W. Joseph Campbell

William Randolph Hearst mostly elusive in new ‘Citizen Hearst’ documentary

In 1897, Anniversaries, Cinematic treatments, Error, Furnish the war, Reviews on March 15, 2013 at 10:26 am

Citizen Hearst was a mostly unsatisfactory biography published in 1961 about media baron William Randolph Hearst. It was more caricature than revealing portrait.

Citizen HearstThe title, Citizen Hearst, has been reprised for documentary that opened in several theaters this week. The documentary — commissioned by the media company that Hearst founded 126 years ago — is no revealing portrait, either.

Hearst was an innovative yet often-contradictory figure, and this complexity is largely elusive in Citizen Hearst, an 84-minute film that had its Washington, D.C., debut screening last night at the Newseum. The director, Leslie Iwerks, introduced the film by saying it told “the wonderful Hearst story.”

The opening third of Citizen Hearst delivers a fast-paced if mostly shallow look at Hearst’s long career in journalism. After that, the film turns mostly gushy about the diversified media company that is Hearst Corp.

To its credit, Citizen Hearst steers largely clear of the myths that distort understanding of Hearst and his early, most innovative years in journalism.

His affable grandson, Will Hearst, is shown in the film scoffing at what may be the best-known anecdote in American journalism — that William Randolph Hearst vowed in a telegram to the artist Frederic Remington to “furnish the war” with Spain.

The anecdote is undocumented and utterly dubious, but it was presented at face value in the biography Citizen Hearst. It is an irresistible tale often invoked in support of a broader and nastier media myth, that Hearst and his newspapers fomented the Spanish-American War in 1898.

Citizen Hearst the documentary doesn’t embrace the warmongering myth (although former CBS News anchor Dan Rather is shown saying he was taught in school that Hearst practically brought on the Spanish-American War).

The documentary, however, fails to consider the innovative character of Hearst’s newspapers of the late 19th century.

It notably avoids discussing Hearst’s eye-opening brand of participatory journalism — the “journalism of action” — which maintained that newspapers were obliged take a prominent and participatory roles in civic life, to swing into action when no other agency or entity was willing or able.

This ethos was a motivating force for one of the most exceptional and dramatic episodes in American journalism — the jailbreak and escape of Evangelina Cisneros, a 19-year-old political prisoner held without charge in Spanish-ruled Cuba.

Cisneros

Evangelina Cisneros

A reporter for Hearst’s New York Journal, supported by clandestine operatives in Havana and U.S. diplomatic personnel in Cuba, broke Cisneros from jail in early October 1897.
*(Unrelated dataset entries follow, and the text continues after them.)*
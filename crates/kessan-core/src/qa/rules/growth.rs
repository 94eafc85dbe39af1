//! Growth questions: industry trends, scalability, aggressive-growth check

use crate::benchmark::{Deviation, Driver, AGGRESSIVE_FACTOR};
use crate::derived;
use crate::error::Result;
use crate::format::{format_currency, format_percent, ratio};
use crate::qa::catalog::{checked, finite, Rule, RuleContext};
use crate::qa::types::{QaCategory, QaDraft};

use super::{bullets, join_paragraphs, trend_about};

const TREND_LIMIT: usize = 3;

pub fn rules() -> Vec<Rule> {
    vec![
        Rule::new("growth.trends", QaCategory::Growth, 7, trends),
        Rule::new("growth.scalability", QaCategory::Growth, 7, scalability),
        Rule::new("growth.aggressive", QaCategory::Growth, 9, aggressive),
    ]
}

fn trends(ctx: &RuleContext<'_>) -> Result<Option<QaDraft>> {
    if ctx.benchmark.trends.is_empty() {
        return Ok(None);
    }
    let (growth, _) = ctx.growth()?;
    let top = ctx.benchmark.trends.iter().take(TREND_LIMIT);

    let summary = format!(
        "{}業界では以下の動向が成長の追い風となっており、計画の成長率{}はこれらを前提としています。",
        ctx.benchmark.label,
        format_percent(growth)
    );

    let lines = top.map(|t| {
        if ctx.is_executive() {
            format!("**{}**", t.title)
        } else {
            format!("**{}**: {}", t.title, t.description)
        }
    });

    let mut blocks = vec![summary, bullets(lines)];
    if ctx.is_detailed() {
        let impacts = ctx
            .benchmark
            .trends
            .iter()
            .take(TREND_LIMIT)
            .map(|t| format!("{}: {}", t.title, t.impact));
        blocks.push(format!("P&Lへの影響は以下の通りです。\n{}", bullets(impacts)));
    }

    Ok(Some(
        QaDraft::new("今後の成長を支える業界動向は？", join_paragraphs(blocks))
            .with_tags(&["成長", "業界動向"]),
    ))
}

/// Revenue growth against cost growth
fn scalability(ctx: &RuleContext<'_>) -> Result<Option<QaDraft>> {
    let (growth, _) = ctx.growth()?;
    let opex_growth = finite("opex_growth", ctx.params.opex_growth())?;
    let periods = (crate::model::YEARS - 1) as i32;
    let revenue_multiple = (1.0 + growth).powi(periods);
    let opex_multiple = (1.0 + opex_growth).powi(periods);

    let summary = format!(
        "売上成長率{}に対し販管費の増加率は{}で、5年間で売上は{:.1}倍、販管費は{:.1}倍となる計画です。",
        format_percent(growth),
        format_percent(opex_growth),
        revenue_multiple,
        opex_multiple
    );

    let mut blocks = vec![summary];

    // With a P&L the quoted SGA ratios decide the verdict
    let mut leverage = growth > opex_growth;
    if let Some(pl) = ctx.pl {
        let revenue = checked("revenue", &pl.revenue)?;
        let opex = checked("opex", &pl.opex)?;
        let (first, last) = (ratio(opex[0], revenue[0]), ratio(opex[4], revenue[4]));
        let (first_text, last_text) = (format_percent(first), format_percent(last));
        blocks.push(if first_text == last_text {
            format!("売上高販管費率はFY1、FY5ともに{}で横ばいです。", first_text)
        } else {
            format!(
                "売上高販管費率はFY1の{}からFY5には{}へ{}します。",
                first_text,
                last_text,
                if last < first { "低下" } else { "上昇" }
            )
        });
        leverage = first_text != last_text && last < first;
    }

    blocks.push(
        if leverage {
            "売上の伸びが費用の伸びを上回るため、規模の経済が働くスケーラブルな事業構造です。"
        } else {
            "費用の伸びが売上の伸びと同等以上のため、規模拡大による利益率改善は限定的です。"
        }
        .to_string(),
    );

    Ok(Some(
        QaDraft::new("事業のスケーラビリティをどう考えていますか？", join_paragraphs(blocks))
            .with_tags(&["成長", "スケーラビリティ", "販管費"]),
    ))
}

/// Supplementary item when the growth rate exceeds the industry band by more than 20%
fn aggressive(ctx: &RuleContext<'_>) -> Result<Option<QaDraft>> {
    let (growth, deviation) = ctx.growth()?;
    if deviation != Deviation::Aggressive {
        return Ok(None);
    }
    let range = ctx.benchmark.range(Driver::GrowthRate);
    let revenue = finite("revenue_fy1", ctx.params.revenue_fy1())?;

    let summary = format!(
        "成長率{}は{}業界の上限{}の1.2倍（{}）を超えており、**ベンチマーク比でアグレッシブ**な計画です。",
        format_percent(growth),
        ctx.benchmark.label,
        format_percent(range.high),
        format_percent(range.high * AGGRESSIVE_FACTOR)
    );

    let justification = match trend_about(ctx.benchmark, "成長") {
        Some(trend) => format!(
            "業界動向「{}」（{}）を上回る成長を実現する独自の要因を説明する必要があります。",
            trend.title, trend.description
        ),
        None => "業界平均を大きく上回る成長を実現する独自の要因を説明する必要があります。".to_string(),
    };

    let planned = derived::project_revenue(revenue, growth);
    let at_high = derived::project_revenue(revenue, range.high);
    let comparison = format!(
        "業界上限の成長率で試算するとFY5売上は{}となり、計画の{}との差は{}です。",
        format_currency(at_high[4]),
        format_currency(planned[4]),
        format_currency(planned[4] - at_high[4])
    );

    Ok(Some(
        QaDraft::new(
            "業界水準を大きく上回る成長率の根拠は？",
            join_paragraphs(vec![summary, justification, comparison]),
        )
        .with_tags(&["成長", "成長率", "ベンチマーク乖離"]),
    ))
}
//! Q&A generation command

use std::fs::{self, File};
use std::io::Write;
use std::path::Path;

use anyhow::{Context, Result};
use kessan_core::{
    export::export_deck, BenchmarkCatalog, ExportFormat, QaContext, QaDeck, QaEngine, QaSettings,
};

/// Build settings from the raw CLI strings
pub fn parse_settings(target: &str, detail: &str, length: &str, count: i64) -> Result<QaSettings> {
    Ok(QaSettings {
        target: target.parse().map_err(anyhow::Error::msg)?,
        detail_level: detail.parse().map_err(anyhow::Error::msg)?,
        answer_length: length.parse().map_err(anyhow::Error::msg)?,
        count,
    })
}

/// Read a context file
pub fn load_context(path: &Path) -> Result<QaContext> {
    let content = fs::read_to_string(path)
        .with_context(|| format!("Failed to read context file: {}", path.display()))?;
    QaContext::from_json_str(&content)
        .with_context(|| format!("Invalid context JSON: {}", path.display()))
}

/// Run the engine and wrap the result as a deck
pub fn generate_deck(
    catalog: BenchmarkCatalog,
    context: &QaContext,
    settings: QaSettings,
) -> QaDeck {
    if let Some(industry) = context.industry.as_deref() {
        if catalog.get(industry).is_none() {
            tracing::warn!(industry, "Unknown industry, falling back to Other");
        }
    }

    let engine = QaEngine::with_benchmarks(catalog);
    let industry = engine
        .benchmarks()
        .resolve(context.industry.as_deref())
        .name
        .clone();
    let items = engine.generate(context, &settings);

    QaDeck::new(industry, settings, items)
}

/// Render a deck as text or one of the export formats
pub fn render_deck(deck: &QaDeck, format: &str) -> Result<String> {
    if format.eq_ignore_ascii_case("text") {
        return Ok(render_text(deck));
    }
    let format: ExportFormat = format.parse().map_err(anyhow::Error::msg)?;
    export_deck(deck, format).context("Failed to export Q&A deck")
}

fn render_text(deck: &QaDeck) -> String {
    let mut out = String::new();
    out.push('\n');
    out.push_str(&format!(
        "📋 想定問答 ({} / {} / {}件)\n",
        deck.industry,
        deck.settings.target,
        deck.items.len()
    ));
    out.push_str("   ─────────────────────────────────────────────────────────────\n");

    if deck.items.is_empty() {
        out.push_str("   No questions generated.\n");
        return out;
    }

    for item in &deck.items {
        out.push('\n');
        out.push_str(&format!(
            "   [{}] {} ・ 優先度 {}\n",
            item.id,
            item.category.label(),
            item.priority
        ));
        out.push_str(&format!("   Q. {}\n", item.question));
        for (i, line) in item.answer.lines().enumerate() {
            if i == 0 {
                out.push_str(&format!("   A. {}\n", line));
            } else if line.is_empty() {
                out.push('\n');
            } else {
                out.push_str(&format!("      {}\n", line));
            }
        }
    }

    out
}

pub fn cmd_generate(
    catalog: BenchmarkCatalog,
    context_path: &Path,
    settings: QaSettings,
    format: &str,
    output: Option<&Path>,
) -> Result<()> {
    let context = load_context(context_path)?;
    let deck = generate_deck(catalog, &context, settings);
    let rendered = render_deck(&deck, format)?;

    match output {
        Some(path) => {
            let mut file = File::create(path)
                .with_context(|| format!("Failed to create output file: {}", path.display()))?;
            file.write_all(rendered.as_bytes())?;
            println!(
                "✅ Exported {} questions to {}",
                deck.items.len(),
                path.display()
            );
        }
        None => {
            // Write to stdout
            print!("{}", rendered);
        }
    }

    Ok(())
}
She was hidden for nearly three days at the home of an American-educated Cuban banker (whom she married several months later). Then, dressed as a boy, Cisneros was smuggled aboard a passenger steamer bound for New York City, where Hearst organized a thunderous welcome for her.

The Cisneros jailbreak was stunning manifestation of Hearst’s “journalism of action” and it offers rich material for a documentary. It was, as I wrote in my 2006 book, The Year That Defined American Journalism: 1897 and the Clash of Paradigms, the “greatest escape narrative” in U.S. media history.

It receives not a mention in Citizen Hearst.

The documentary presents only superficial consideration of Hearst’s mostly unfulfilled political ambitions — and avoids mentioning how he turned his newspapers into platforms to support those ambitions.

Hearst wanted to be president, and was a serious contender for the Democratic party’s nomination in 1904. He lost out to Alton Parker, a New York judge, who in turn was badly defeated by Republican Theodore Roosevelt.

Citizen Hearst presents the observations of no serious Hearst biographer: No David Nasaw, author of The Chief, an admirably even-handed biography published in 2000; no Kenneth Whyte, author of The Uncrowned King, an outstanding work published in 2009 about Hearst’s s early career.

Instead, Dan Rather is shown speaking vaguely about Hearst’s journalism (“he played big”). Movie critic Leonard Maltin makes several appearances, discussing such topics as headline size in Hearst’s fin de siècle newspapers.

The documentary treats Helen Gurley Brown, she of Cosmopolitan fame, much like a rock star. And Hearst company officials are quoted often and sometimes at length.

HuffingtonPost was quite right in noting in a review posted Wednesday that the film turns into “something you’d expect to see playing on a loop on the lobby TV screen at Hearst’s headquarters”  in New York.

It leaves you wondering how many people would pay to see it. Or why.